Ministers from the Catholic, Anglican, Presbyterian and Methodist churches took turns praying for the dead and wounded, for the IRA dissidents to give up, and for their often-bickering leaders to stay on a path to reconciliation.
"We don't want those years of the past. They were horrible years for everyone," a Catholic priest, the Rev. Tony Devlin, told the crowd of several hundred. "In our churches today many people were crying because of the experiences they remembered from the past. They do not want it to come back again."
REPLY:
The differnce between a freedom fighter and a terrorist is decided by the majority of the people involved. The current governmental condition in Northern Ireland was decided by popular majority vote and the will of the people has been peacefully demonstrated for over ten years. This attack is therefor obviously a murderous/lone operation act because the majority of the people want peaceful debate and governance not violence. The will of the majority is the difference between a murderer and a patriot. They proved themselves to be murderers and not soldiers when they purposefully included the pizza drivers as targets.
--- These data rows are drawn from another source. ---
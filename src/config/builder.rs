//! Fluent builder for `DownloadConfig` with validation on `build()`.

use std::path::PathBuf;

use anyhow::{Result, anyhow};

use super::types::DownloadConfig;
use crate::utils::constants::DEFAULT_MAX_DEPTH;

/// Builder for [`DownloadConfig`]. `start_url`, `crawl_id`, and
/// `base_dir` are required; everything else has defaults.
#[derive(Debug, Default)]
pub struct DownloadConfigBuilder {
    start_url: Option<String>,
    crawl_id: Option<String>,
    base_dir: Option<PathBuf>,
    max_depth: Option<u8>,
    overwrite: bool,
    use_browser: bool,
    headless: Option<bool>,
    allow_subdomains: Option<bool>,
    limit: Option<usize>,
    request_timeout_secs: Option<u64>,
    browser_timeout_secs: Option<u64>,
    render_delay_ms: Option<u64>,
    max_file_size: Option<u64>,
    max_concurrency: Option<usize>,
    ssrf_test_allowlist: Option<Vec<String>>,
}

impl DownloadConfig {
    #[must_use]
    pub fn builder() -> DownloadConfigBuilder {
        DownloadConfigBuilder::default()
    }
}

impl DownloadConfigBuilder {
    #[must_use]
    pub fn start_url(mut self, url: impl Into<String>) -> Self {
        let url = url.into();
        // Accept bare hostnames the way users type them.
        let normalized = if url.starts_with("http://") || url.starts_with("https://") {
            url
        } else {
            format!("https://{url}")
        };
        self.start_url = Some(normalized);
        self
    }

    #[must_use]
    pub fn crawl_id(mut self, id: impl Into<String>) -> Self {
        self.crawl_id = Some(id.into());
        self
    }

    #[must_use]
    pub fn base_dir(mut self, dir: impl Into<PathBuf>) -> Self {
        self.base_dir = Some(dir.into());
        self
    }

    #[must_use]
    pub fn max_depth(mut self, depth: u8) -> Self {
        self.max_depth = Some(depth);
        self
    }

    #[must_use]
    pub fn overwrite(mut self, overwrite: bool) -> Self {
        self.overwrite = overwrite;
        self
    }

    #[must_use]
    pub fn use_browser(mut self, use_browser: bool) -> Self {
        self.use_browser = use_browser;
        self
    }

    #[must_use]
    pub fn headless(mut self, headless: bool) -> Self {
        self.headless = Some(headless);
        self
    }

    #[must_use]
    pub fn allow_subdomains(mut self, allow: bool) -> Self {
        self.allow_subdomains = Some(allow);
        self
    }

    #[must_use]
    pub fn limit(mut self, limit: usize) -> Self {
        self.limit = Some(limit);
        self
    }

    #[must_use]
    pub fn request_timeout_secs(mut self, secs: u64) -> Self {
        self.request_timeout_secs = Some(secs);
        self
    }

    #[must_use]
    pub fn browser_timeout_secs(mut self, secs: u64) -> Self {
        self.browser_timeout_secs = Some(secs);
        self
    }

    #[must_use]
    pub fn render_delay_ms(mut self, millis: u64) -> Self {
        self.render_delay_ms = Some(millis);
        self
    }

    #[must_use]
    pub fn max_file_size(mut self, bytes: u64) -> Self {
        self.max_file_size = Some(bytes);
        self
    }

    #[must_use]
    pub fn max_concurrency(mut self, workers: usize) -> Self {
        self.max_concurrency = Some(workers);
        self
    }

    /// Admit the named hosts past the SSRF guard. Test infrastructure
    /// only; leaving this unset keeps the guard fully closed.
    #[must_use]
    pub fn ssrf_test_allowlist<I, S>(mut self, hosts: I) -> Self
    where
        I: IntoIterator<Item = S>,
        S: Into<String>,
    {
        self.ssrf_test_allowlist = Some(hosts.into_iter().map(Into::into).collect());
        self
    }

    pub fn build(self) -> Result<DownloadConfig> {
        let start_url = self.start_url.ok_or_else(|| anyhow!("start_url is required"))?;
        let crawl_id = self.crawl_id.ok_or_else(|| anyhow!("crawl_id is required"))?;
        let base_dir = self.base_dir.ok_or_else(|| anyhow!("base_dir is required"))?;

        if !is_filesystem_safe_token(&crawl_id) {
            return Err(anyhow!(
                "crawl_id {crawl_id:?} must be a non-empty token of \
                 [A-Za-z0-9._-] and must not start with a dot"
            ));
        }

        if let Some(0) = self.max_concurrency {
            return Err(anyhow!("max_concurrency must be at least 1"));
        }
        if let Some(0) = self.max_file_size {
            return Err(anyhow!("max_file_size must be positive"));
        }

        // Normalize to an absolute path so path containment checks and
        // index records are stable regardless of the caller's cwd.
        let base_dir = std::path::absolute(&base_dir)
            .map_err(|e| anyhow!("cannot make base_dir absolute: {e}"))?;

        // Headed browsing is a debug convenience only.
        #[cfg(not(debug_assertions))]
        let headless = true;
        #[cfg(debug_assertions)]
        let headless = self.headless.unwrap_or(true);

        Ok(DownloadConfig {
            start_url,
            crawl_id,
            base_dir,
            max_depth: self.max_depth.unwrap_or(DEFAULT_MAX_DEPTH),
            overwrite: self.overwrite,
            use_browser: self.use_browser,
            headless,
            allow_subdomains: self.allow_subdomains.unwrap_or(true),
            limit: self.limit,
            request_timeout_secs: self.request_timeout_secs,
            browser_timeout_secs: self.browser_timeout_secs,
            render_delay_ms: self.render_delay_ms,
            max_file_size: self.max_file_size,
            max_concurrency: self.max_concurrency,
            ssrf_test_allowlist: self.ssrf_test_allowlist,
        })
    }
}

fn is_filesystem_safe_token(token: &str) -> bool {
    !token.is_empty()
        && !token.starts_with('.')
        && token
            .chars()
            .all(|c| c.is_ascii_alphanumeric() || matches!(c, '.' | '_' | '-'))
}
//! Pre-fetch gates: path containment, robots.txt compliance, and SSRF
//! protection. Each gate can short-circuit a URL's processing without a
//! content fetch.

pub mod path_guard;
pub mod robots;
pub mod ssrf;

pub use path_guard::{PathDecision, PathGuardError, mirror_path_for_url, prepare_target_path};
pub use robots::{RobotsChecker, RobotsRules};
pub use ssrf::{SsrfGuard, ip_is_internal};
This is tragic for more reasons that I want to type. Why would anyone want to return to the days of tanks, bombs, guns and death. Is all that peace and prosperity in Ireland getting dull so things are getting livened up a bit? Hopefully calmer heads will prevail and this will not start a chain reaction.
This is a hard one to deal with. My family is Irish and English plus I live in California (1st Generation on my mums side). My family is very far North and has a lot of Welsh and Irish influence. We/I've seen 1st hand whats been happening for years. I hate to see them going at it again. In fact I can't stand all thats going on between so many countries. I'd love to see this world become supportive of each other and try to at least get along but I know better. Guess I just needed to get that off my chest.